Dün aklıma bir şey geldi, inanılmaz derecede istedim, gerçekleşmesini: Bir televizyon kanalında çalışsam, şöyle dünyayı geziyorlar da program yapıyorlar ya her hafta, işte o şekilde bir işim olsa. Hem dünya görsem, hem para kazansam, hem de sevdiğim bir şeyi yapmış olsam. Çok istedim. Çok. Umarım bir şekilde gerçekleştirebilirim. Bir TV kanalında çalışmak olmasa bile, dünyayı gezme kısmı olur.

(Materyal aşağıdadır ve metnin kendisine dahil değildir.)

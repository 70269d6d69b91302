//! Lines of complex projective 3-space

use serde::{Serialize, Deserialize};
use twistor_math::{Complex, Quaternion};

use crate::mat4::ComplexMat4;
use crate::{GeometryError, ProjectivePoint};

/// Line through two projective points
///
/// The endpoints are owned by value and can be read directly. Deserialization
/// goes through [`new`](Self::new) and rejects the same inputs.
#[derive(Clone, Copy, Debug, PartialEq, Serialize, Deserialize)]
#[serde(try_from = "LineEndpoints")]
pub struct ProjectiveLine {
    pub point_a: ProjectivePoint,
    pub point_b: ProjectivePoint,
}

#[derive(Deserialize)]
struct LineEndpoints {
    point_a: ProjectivePoint,
    point_b: ProjectivePoint,
}

impl TryFrom<LineEndpoints> for ProjectiveLine {
    type Error = GeometryError;

    fn try_from(e: LineEndpoints) -> Result<Self, Self::Error> {
        Self::new(e.point_a, e.point_b)
    }
}

impl ProjectiveLine {
    /// Magnitude below which an intersection coordinate counts as zero
    pub const INTERSECTION_TOLERANCE: f64 = 1e-10;

    /// Create a line through `point_a` and `point_b`
    ///
    /// Fails if either point has all four coordinates zero, since the zero
    /// vector names no point of projective space.
    pub fn new(point_a: ProjectivePoint, point_b: ProjectivePoint) -> Result<Self, GeometryError> {
        for (name, p) in [("point_a", &point_a), ("point_b", &point_b)] {
            if p.coords().iter().all(|c| *c == Complex::ZERO) {
                return Err(GeometryError::InvalidLine(format!(
                    "{} has all coordinates zero",
                    name
                )));
            }
        }
        Ok(Self { point_a, point_b })
    }

    /// Projective cross product of two points
    ///
    /// ```text
    /// w = ax*by - ay*bx
    /// x = ay*bz - az*by
    /// y = az*bw - aw*bz
    /// z = aw*bx - ax*bw
    /// ```
    ///
    /// Swapping `a` and `b` negates every coordinate of the result.
    pub fn cross_product(a: &ProjectivePoint, b: &ProjectivePoint) -> ProjectivePoint {
        ProjectivePoint::new(
            a.x * b.y - a.y * b.x,
            a.y * b.z - a.z * b.y,
            a.z * b.w - a.w * b.z,
            a.w * b.x - a.x * b.w,
        )
    }

    /// Cross product of this line's own endpoints
    pub fn direction(&self) -> ProjectivePoint {
        Self::cross_product(&self.point_a, &self.point_b)
    }

    /// Intersection with another line
    ///
    /// Computed as the cross product of the first endpoint of each line;
    /// `point_b` of either line does not take part. This matches the
    /// established behavior of the toolkit and is not a general two-line
    /// intersection.
    pub fn intersect(&self, other: &Self) -> ProjectivePoint {
        Self::cross_product(&self.point_a, &other.point_a)
    }

    /// True unless every coordinate of [`intersect`](Self::intersect) is
    /// below [`INTERSECTION_TOLERANCE`](Self::INTERSECTION_TOLERANCE)
    pub fn intersects(&self, other: &Self) -> bool {
        self.intersects_within(other, Self::INTERSECTION_TOLERANCE)
    }

    /// [`intersects`](Self::intersects) with an explicit tolerance
    pub fn intersects_within(&self, other: &Self, tolerance: f64) -> bool {
        !self.intersect(other).is_zero(tolerance)
    }

    /// Normalize both endpoints, skipping any endpoint at infinity
    ///
    /// A skipped endpoint is logged and left unchanged; the other endpoint is
    /// still normalized. Returns the number of endpoints skipped.
    pub fn normalize(&mut self) -> usize {
        let mut skipped = 0;
        for (name, point) in [("A", &mut self.point_a), ("B", &mut self.point_b)] {
            if let Err(e) = point.normalize() {
                log::warn!("Point {} of line not normalized: {}", name, e);
                skipped += 1;
            }
        }
        skipped
    }

    /// Rotate both endpoints by `q` (see [`ProjectivePoint::rotated`])
    pub fn rotated(&self, q: &Quaternion) -> Result<Self, GeometryError> {
        Ok(Self {
            point_a: self.point_a.rotated(q)?,
            point_b: self.point_b.rotated(q)?,
        })
    }

    /// In-place form of [`rotated`](Self::rotated). Neither endpoint changes on failure.
    pub fn rotate(&mut self, q: &Quaternion) -> Result<(), GeometryError> {
        *self = self.rotated(q)?;
        log::debug!("Rotated line by {:?}", q);
        Ok(())
    }

    /// Apply a 4x4 linear map to both endpoints
    ///
    /// Matrices of other shapes are rejected by [`crate::mat4::from_rows`]
    /// before they can reach this point.
    pub fn apply_transformation(&mut self, m: &ComplexMat4) {
        self.point_a = self.point_a.apply_transformation(m);
        self.point_b = self.point_b.apply_transformation(m);
    }
}

#[cfg(test)]
mod tests {
    use super::*;
    use crate::mat4;
    use std::f64::consts::FRAC_PI_2;

    const EPSILON: f64 = 1e-9;

    fn point_approx_eq(a: &ProjectivePoint, b: &ProjectivePoint) -> bool {
        a.coords().iter().zip(b.coords()).all(|(p, q)| {
            (p.re - q.re).abs() < EPSILON && (p.im - q.im).abs() < EPSILON
        })
    }

    fn basis(i: usize) -> ProjectivePoint {
        let mut c = [0.0; 4];
        c[i] = 1.0;
        ProjectivePoint::from_real(c[0], c[1], c[2], c[3])
    }

    #[test]
    fn test_new_rejects_zero_point() {
        let zero = ProjectivePoint::default();
        assert!(matches!(
            ProjectiveLine::new(zero, basis(0)),
            Err(GeometryError::InvalidLine(_))
        ));
        assert!(matches!(
            ProjectiveLine::new(basis(0), zero),
            Err(GeometryError::InvalidLine(msg)) if msg.contains("point_b")
        ));
        assert!(ProjectiveLine::new(basis(0), basis(1)).is_ok());
    }

    #[test]
    fn test_deserialize_validates_endpoints() {
        let line = ProjectiveLine::new(basis(0), basis(2)).unwrap();
        let text = toml::to_string(&line).unwrap();
        let back: ProjectiveLine = toml::from_str(&text).unwrap();
        assert_eq!(back, line);

        let zero = ProjectiveLine { point_a: ProjectivePoint::default(), point_b: basis(1) };
        let text = toml::to_string(&zero).unwrap();
        let err = toml::from_str::<ProjectiveLine>(&text).unwrap_err();
        assert!(err.to_string().contains("point_a has all coordinates zero"), "{}", err);
    }

    #[test]
    fn test_cross_product_basis() {
        // e_w x e_x: only z = aw*bx survives
        let r = ProjectiveLine::cross_product(&basis(0), &basis(1));
        assert_eq!(r, ProjectivePoint::from_real(0.0, 0.0, 0.0, 1.0));

        // e_x x e_y: only w = ax*by survives
        let r = ProjectiveLine::cross_product(&basis(1), &basis(2));
        assert_eq!(r, ProjectivePoint::from_real(1.0, 0.0, 0.0, 0.0));

        // e_y x e_z -> x, e_z x e_w -> y
        let r = ProjectiveLine::cross_product(&basis(2), &basis(3));
        assert_eq!(r, ProjectivePoint::from_real(0.0, 1.0, 0.0, 0.0));
        let r = ProjectiveLine::cross_product(&basis(3), &basis(0));
        assert_eq!(r, ProjectivePoint::from_real(0.0, 0.0, 1.0, 0.0));
    }

    #[test]
    fn test_cross_product_antisymmetric() {
        let a = ProjectivePoint::new(
            Complex::new(1.0, 2.0),
            Complex::new(-3.0, 0.5),
            Complex::new(0.0, 1.0),
            Complex::new(4.0, -4.0),
        );
        let b = ProjectivePoint::new(
            Complex::new(0.5, 0.0),
            Complex::new(2.0, 2.0),
            Complex::new(-1.0, 3.0),
            Complex::new(0.0, -2.0),
        );
        let ab = ProjectiveLine::cross_product(&a, &b);
        let ba = ProjectiveLine::cross_product(&b, &a);
        for (p, q) in ab.coords().iter().zip(ba.coords()) {
            assert!((p.re + q.re).abs() < EPSILON && (p.im + q.im).abs() < EPSILON);
        }
    }

    #[test]
    fn test_intersect_uses_first_endpoints() {
        let l1 = ProjectiveLine::new(basis(1), basis(3)).unwrap();
        let l2 = ProjectiveLine::new(basis(2), basis(0)).unwrap();
        assert_eq!(l1.intersect(&l2), ProjectiveLine::cross_product(&basis(1), &basis(2)));

        // Changing point_b has no effect
        let l3 = ProjectiveLine::new(basis(2), basis(1)).unwrap();
        assert_eq!(l1.intersect(&l2), l1.intersect(&l3));
    }

    #[test]
    fn test_intersects() {
        let l1 = ProjectiveLine::new(basis(1), basis(3)).unwrap();
        let l2 = ProjectiveLine::new(basis(2), basis(0)).unwrap();
        assert!(l1.intersects(&l2));

        // Same first endpoint: cross product vanishes
        let l3 = ProjectiveLine::new(basis(1).scaled(2.0), basis(0)).unwrap();
        assert!(!l1.intersects(&l3));
    }

    #[test]
    fn test_intersects_within_tolerance() {
        let a = ProjectivePoint::from_real(1.0, 1.0, 1.0, 1.0);
        let b = ProjectivePoint::from_real(1.0, 1.0 + 1e-12, 1.0, 1.0);
        let l1 = ProjectiveLine::new(a, basis(0)).unwrap();
        let l2 = ProjectiveLine::new(b, basis(0)).unwrap();
        assert!(!l1.intersects(&l2));
        assert!(l1.intersects_within(&l2, 1e-14));
    }

    #[test]
    fn test_normalize_skips_point_at_infinity() {
        let finite = ProjectivePoint::from_real(2.0, 4.0, 0.0, 0.0);
        let infinite = ProjectivePoint::from_real(0.0, 1.0, 1.0, 0.0);

        let mut line = ProjectiveLine::new(infinite, finite).unwrap();
        assert_eq!(line.normalize(), 1);
        assert_eq!(line.point_a, infinite);
        assert_eq!(line.point_b, ProjectivePoint::from_real(1.0, 2.0, 0.0, 0.0));

        let mut line = ProjectiveLine::new(finite, finite.scaled(3.0)).unwrap();
        assert_eq!(line.normalize(), 0);
        assert!(point_approx_eq(&line.point_a, &line.point_b));
    }

    #[test]
    fn test_rotate() {
        let q = Quaternion::from_axis_angle([0.0, 0.0, 1.0], FRAC_PI_2).unwrap();
        let mut line = ProjectiveLine::new(
            ProjectivePoint::from_real(1.0, 1.0, 0.0, 0.0),
            ProjectivePoint::from_real(1.0, 0.0, 1.0, 0.0),
        )
        .unwrap();
        line.rotate(&q).unwrap();
        assert!(point_approx_eq(&line.point_a, &ProjectivePoint::from_real(1.0, 0.0, 1.0, 0.0)));
        assert!(point_approx_eq(&line.point_b, &ProjectivePoint::from_real(1.0, -1.0, 0.0, 0.0)));
    }

    #[test]
    fn test_rotate_failure_leaves_line_unchanged() {
        let original = ProjectiveLine::new(basis(0), basis(1)).unwrap();
        let mut line = original;
        assert!(line.rotate(&Quaternion::new(0.0, 0.0, 0.0, 0.0)).is_err());
        assert_eq!(line, original);
    }

    #[test]
    fn test_apply_transformation() {
        let m = mat4::plane_rotation(FRAC_PI_2, 1, 2);
        let mut line = ProjectiveLine::new(basis(1), basis(0)).unwrap();
        line.apply_transformation(&m);
        assert!(point_approx_eq(&line.point_a, &basis(2)));
        assert!(point_approx_eq(&line.point_b, &basis(0)));
    }
}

Windows Live Messenger oturumumu açmıyor. Aptal şey. İşim yok ya bu akşam, MSN'e giremiyorum. O yeşil adamlar dönüyor ya ha bire, sinir oluyorum. Bir ara AOL almıştım, ona alışayım diye, olmadı. Skype almıştım alışayım diye, olmadı. Yahoo! Messenger almıştım alışayım diye, olmadı. Herkes gibi ben de MSN kullanıyorum. Üzülüyorum.
Bir önceki hayalim aslında çok farklı bir formda daha mevcut: Dünyayı gezme kısmı değil ama bir televizyon kanalında çalışma kısmı. Malum, Banu Güven yaşlanıyor. Yerine geçecek yeni birilerinin yetişmesi lazım. Ben bu işe adaylığımı koyuyorum. Yazın filan, şansım olursa, yaz okuluna kalmaz isem ve İstanbul'da durma şansım olur ise, bir medya grubunda part time çalışmak istiyorum. Ne yaptığım önemli değil, yeter ki o havayı soluyayım, bir şeyler öğrenebileyim uzaktan da olsa. Ben spotların altında yaşamak için doğmuşum, bakmayın, çaktırmıyorum.
Penguen kadar güzel dergi yok şu piyasada. Sevdiğim çizerlerin bir kısmı Uykusuz'u çıkarmaya başlamış olsa da, Penguenciliğimden vazgeçemedim. Bayılıyorum Met Üst'e, Cem Dinlenmiş'e özellikle. İki favorim.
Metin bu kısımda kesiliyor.